Wednesday, April 15, 2015

NBU calls for health care summit

Many issues facing New Brunswick stem from its aging population.
Out migration: young families are leaving the province in search of work resulting in the average age of New Brunswickers increasing.
Inequality in health care transfers from the federal government: the model is changing to a per capita basis which will have a negative effect on the province as treating an older population is more costly than one with a younger median age.
Perhaps the biggest issue of all is how to provide proper care to our aging population. In recent weeks, numerous articles have detailed the congestion and overcrowding that is having a negative effect on the Horizon Health Network. Vitalité faces the same challenges. Overcrowding is a result of our aging population.
The numbers are staggering.
An article in The Daily Gleaner states one in every four acute-care beds in the Horizon Health Network is occupied by alternative-level-of-care patients. Those patients are described as having, "become long term residents at a provincial hospital while waiting to be assessed by the Department of Social Development and then to secure a placement at a nursing home, a special-care home or with some kind of specialized home-care system."
This has resulted in hospitals being at or near capacity which can have an impact in numerous ways from cancellation of surgeries and procedures to placing undue stress on staff to hallways lined with people on stretchers, among other issues.

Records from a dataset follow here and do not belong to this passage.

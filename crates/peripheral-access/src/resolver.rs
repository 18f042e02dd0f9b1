use crate::{host::Application, package::PackageName, peripheral::Uid};

/// How an attach was handled.
#[derive(Debug, Clone, PartialEq, Eq)]
pub enum AttachOutcome {
  /// No application declares a matching filter, or nobody could be asked.
  NoCandidate,

  /// Permission was granted and the application launched without asking.
  AutoGranted { package: PackageName, uid: Uid },

  /// The candidates were handed to the chooser.
  AwaitingUserChoice { candidates: usize },
}

#[derive(Debug)]
pub(crate) enum Resolution {
  NoCandidate,
  Launch(Application),
  Choose(Vec<Application>),
}

/// Picks what to do with the candidates for an attached peripheral.
///
/// `preferred` is the result of the exact preference lookup; a lone system
/// application only wins when no preference exists at all.
pub(crate) fn resolve(mut candidates: Vec<Application>, preferred: Option<PackageName>) -> Resolution {
  if candidates.is_empty() {
    return Resolution::NoCandidate;
  }

  match preferred {
    None if candidates.len() == 1 && candidates[0].system => {
      Resolution::Launch(candidates.swap_remove(0))
    }
    Some(preferred) => match candidates.iter().position(|c| c.package == preferred) {
      Some(i) => Resolution::Launch(candidates.swap_remove(i)),
      None => Resolution::Choose(candidates),
    },
    None => Resolution::Choose(candidates),
  }
}

#[cfg(test)]
mod tests {
  use super::*;

  fn app(package: &str, uid: u32, system: bool) -> Application {
    Application {
      package: PackageName::new(package),
      uid: Uid(uid),
      system,
      filters: Vec::new(),
    }
  }

  fn launched(resolution: Resolution) -> Option<PackageName> {
    match resolution {
      Resolution::Launch(app) => Some(app.package),
      _ => None,
    }
  }

  #[test]
  fn no_candidates() {
    let resolution = resolve(Vec::new(), Some(PackageName::new("com.example.app")));
    assert!(matches!(resolution, Resolution::NoCandidate));
  }

  #[test]
  fn lone_system_candidate_is_launched() {
    let resolution = resolve(vec![app("com.android.mtp", 1000, true)], None);
    assert_eq!(launched(resolution), Some(PackageName::new("com.android.mtp")));
  }

  #[test]
  fn lone_user_candidate_needs_choice() {
    let resolution = resolve(vec![app("com.example.app", 10001, false)], None);
    assert!(matches!(resolution, Resolution::Choose(c) if c.len() == 1));
  }

  #[test]
  fn preferred_candidate_is_launched() {
    let candidates = vec![
      app("com.example.app", 10001, false),
      app("com.example.other", 10002, false),
    ];
    let resolution = resolve(candidates, Some(PackageName::new("com.example.other")));
    assert_eq!(launched(resolution), Some(PackageName::new("com.example.other")));
  }

  #[test]
  fn stale_preference_falls_back_to_choice() {
    // a preference disables the system shortcut even when it names nobody present
    let candidates = vec![app("com.android.mtp", 1000, true)];
    let resolution = resolve(candidates, Some(PackageName::new("com.example.gone")));
    assert!(matches!(resolution, Resolution::Choose(c) if c.len() == 1));
  }

  #[test]
  fn several_candidates_without_preference_need_choice() {
    let candidates = vec![
      app("com.android.mtp", 1000, true),
      app("com.example.app", 10001, false),
    ];
    assert!(matches!(resolve(candidates, None), Resolution::Choose(c) if c.len() == 2));
  }
}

The director of the Miramichi Regional Hospital, Bonnie Matchett, said during the past year it has operated routinely at 105-120 per cent capacity. Currently, about 36 per cent of patients at the Miramichi hospital could be considered alternative-level-of-care patients with two out of three approved for placement in a nursing home, but waiting for a space to open up.
In a separate article, Horizon CEO John McGarry described the congestion levels as reaching a crisis point.
Health Minister Victor Boudreau responded, "There is a lot being done right now. It is a very complex issue, but under the strategic program review, there is a specific project and a specific team assembled on the issue of long-term care."
The goal of the strategic review is to find $600 million through cuts, efficiencies and revenue generation to improve the province's fiscal situation. Given that goal, looking at long-term care through the lens of the strategic review is not the best method. We need to look at the issue in terms of how we can best provide care. The cost - although important - should not be the main focus, but rather one of many factors.
We need to discuss and evaluate ideas such as hiring more staff, repurposing hospitals as special-care or nursing homes as well as improving and expanding the province's community health centre network as the first steps in moving towards a preventative model of health care. These are just some ideas and by no means the definitive answers, but rather important topics that need to be discussed amongst stakeholders and government.
It's for this reason that the New Brunswick Union is advocating for a health summit involving all stakeholders relevant to the discussion of long-term care. We need everyone to be part of this solution. We need to come up with a plan we can all support and we can't start with the principles of the strategic review as a way to achieve it. This must be independent of other initiatives.
The current and previous governments have warned New Brunswickers about the tough decisions that need to be made. It's repeated time and again. The NBU believes the issue of our aging population and long-term care to be the biggest and toughest one facing our province.
We're ready to do our part. Let's sit down together, formulate a plan and move forward as one.